A questão envolvendo seguros em casos de acidentes provocados por motoristas alcoolizados é complexa e alvo de diversas interpretações dos tribunais judiciários.

Para uma compreensão mais clara, vamos exemplificar: A lei prevê que se o indivíduo bater o carro estando sob efeito de álcool, ele perderá o direito ao seguro, isto é, a seguradora não irá arcar com a indenização, uma vez que já está comprovado cientificamente que a ingestão de álcool altera as condições físicas e psíquicas do motorista.

Ocorrerá a mesma perda do direito securitário em casos de motoristas de empresas que se envolvam em acidentes após fazerem uso de bebidas alcoólicas. E nesse caso o eventual argumento de que a empresa não tinha conhecimento do fato de seu motorista ter ingerido álcool não tem validade jurídica.
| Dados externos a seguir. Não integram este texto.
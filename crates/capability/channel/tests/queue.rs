use domain::{ChannelId, ChannelLayout, Reading};
use gw_channel::{Channel, ChannelSet, QueueCapacity};
use std::sync::Arc;
use std::time::{Duration, Instant};

fn unbounded(n: usize) -> ChannelSet {
    ChannelSet::new(ChannelLayout::new(n), QueueCapacity::Unbounded)
}

#[test]
fn pops_in_push_order() {
    let set = unbounded(1);
    let channel = set.get(ChannelId(0)).expect("channel");
    for value in [10, 20, 30, 40] {
        assert!(channel.push(Reading(value)).is_none());
    }

    let popped: Vec<u16> = std::iter::from_fn(|| channel.try_pop().map(Reading::value)).collect();
    assert_eq!(popped, vec![10, 20, 30, 40]);
    assert!(channel.try_pop().is_none());
}

#[test]
fn out_of_range_channel_is_absent() {
    let set = unbounded(4);
    assert_eq!(set.len(), 4);
    assert!(set.get(ChannelId(3)).is_some());
    assert!(set.get(ChannelId(4)).is_none());
}

#[test]
fn bounded_queue_drops_oldest() {
    let channel = Channel::new(ChannelId(0), QueueCapacity::from_limit(2));
    assert!(channel.push(Reading(1)).is_none());
    assert!(channel.push(Reading(2)).is_none());
    assert_eq!(channel.push(Reading(3)), Some(Reading(1)));

    assert_eq!(channel.len(), 2);
    assert_eq!(channel.try_pop(), Some(Reading(2)));
    assert_eq!(channel.try_pop(), Some(Reading(3)));
}

#[test]
fn fifo_holds_across_threads() {
    let set = Arc::new(unbounded(1));
    let total = 10_000u16;

    let producer = {
        let set = Arc::clone(&set);
        std::thread::spawn(move || {
            let channel = set.get(ChannelId(0)).expect("channel");
            for value in 0..total {
                channel.push(Reading(value));
            }
        })
    };

    let channel = set.get(ChannelId(0)).expect("channel");
    let mut popped = Vec::with_capacity(total as usize);
    let started = Instant::now();
    while popped.len() < total as usize {
        match channel.try_pop() {
            Some(reading) => popped.push(reading.value()),
            None => std::thread::yield_now(),
        }
        assert!(started.elapsed() < Duration::from_secs(10), "consumer starved");
    }
    producer.join().expect("producer");

    assert!(popped.iter().copied().eq(0..total));
}

#[test]
fn try_pop_on_empty_returns_promptly_under_producer_load() {
    let set = Arc::new(unbounded(2));
    let stop = Arc::new(std::sync::atomic::AtomicBool::new(false));

    let producer = {
        let set = Arc::clone(&set);
        let stop = Arc::clone(&stop);
        std::thread::spawn(move || {
            let busy = set.get(ChannelId(1)).expect("channel");
            while !stop.load(std::sync::atomic::Ordering::Relaxed) {
                busy.push(Reading(7));
                busy.try_pop();
            }
        })
    };

    let idle = set.get(ChannelId(0)).expect("channel");
    for _ in 0..1_000 {
        let started = Instant::now();
        assert!(idle.try_pop().is_none());
        assert!(started.elapsed() < Duration::from_millis(100));
    }

    stop.store(true, std::sync::atomic::Ordering::Relaxed);
    producer.join().expect("producer");
}

#[tokio::test(flavor = "multi_thread", worker_threads = 2)]
async fn drain_wait_on_one_channel_does_not_block_another() {
    let set = Arc::new(unbounded(2));
    set.get(ChannelId(0)).expect("channel").push(Reading(1));

    let waiter = {
        let set = Arc::clone(&set);
        tokio::spawn(async move { set.get(ChannelId(0)).expect("channel").drain_wait().await })
    };

    let other = set.get(ChannelId(1)).expect("channel");
    other.push(Reading(5));
    assert_eq!(other.try_pop(), Some(Reading(5)));
    assert!(!waiter.is_finished());

    assert_eq!(set.get(ChannelId(0)).expect("channel").try_pop(), Some(Reading(1)));
    tokio::time::timeout(Duration::from_secs(2), waiter)
        .await
        .expect("drain completes")
        .expect("join");
}

#[tokio::test]
async fn drain_wait_returns_immediately_when_empty() {
    let channel = Channel::new(ChannelId(0), QueueCapacity::Unbounded);
    tokio::time::timeout(Duration::from_millis(100), channel.drain_wait())
        .await
        .expect("empty channel drains at once");
}

#[tokio::test(flavor = "multi_thread", worker_threads = 2)]
async fn drain_wait_waits_for_last_pop() {
    let channel = Arc::new(Channel::new(ChannelId(0), QueueCapacity::Unbounded));
    channel.push(Reading(1));
    channel.push(Reading(2));

    let waiter = {
        let channel = Arc::clone(&channel);
        tokio::spawn(async move { channel.drain_wait().await })
    };

    channel.try_pop();
    tokio::time::sleep(Duration::from_millis(20)).await;
    assert!(!waiter.is_finished());

    channel.try_pop();
    tokio::time::timeout(Duration::from_secs(2), waiter)
        .await
        .expect("drained")
        .expect("join");
}

#[tokio::test(flavor = "multi_thread", worker_threads = 2)]
async fn wait_ready_wakes_on_push() {
    let channel = Arc::new(Channel::new(ChannelId(0), QueueCapacity::Unbounded));
    let waiter = {
        let channel = Arc::clone(&channel);
        tokio::spawn(async move {
            channel.wait_ready().await;
            channel.try_pop()
        })
    };

    tokio::time::sleep(Duration::from_millis(20)).await;
    channel.push(Reading(42));

    let popped = tokio::time::timeout(Duration::from_secs(2), waiter)
        .await
        .expect("woken")
        .expect("join");
    assert_eq!(popped, Some(Reading(42)));
}

#[tokio::test]
async fn drain_all_clears_unconsumed_channels_after_timeout() {
    let set = unbounded(3);
    set.get(ChannelId(1)).expect("channel").push(Reading(1));
    set.get(ChannelId(1)).expect("channel").push(Reading(2));

    let report = set.drain_all(Duration::from_millis(50)).await;

    assert_eq!(report.drained_channels, 2);
    assert_eq!(report.discarded_readings, 2);
    assert_eq!(set.pending(), 0);
}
A exceção ocorrerá se o segurado comprovar que o acidente seria inevitável, independentemente de ele ter ou não ingerido álcool, como a presença de um animal na pista, por exemplo, em que não seria possível em nenhuma hipótese o motorista evitar o acidente.

Por fim, existe ainda a interpretação judicial denominada “ineficácia para terceiros”, segundo a qual os tribunais asseguram o pagamento da indenização a terceiro que tenha seu veículo danificado ao ser atingido pelo veículo do segurado, conduzido por motorista sob efeito de álcool.

Como se vê, a questão envolve múltiplos aspectos. O fundamental, entretanto, é ressaltar que os estudos científicos comprovam que um motorista sob efeito de bebida alcoólica, da mesma maneira que sob efeito de drogas ilícitas, tem seus reflexos e seu discernimento totalmente comprometidos para a condução de veículos.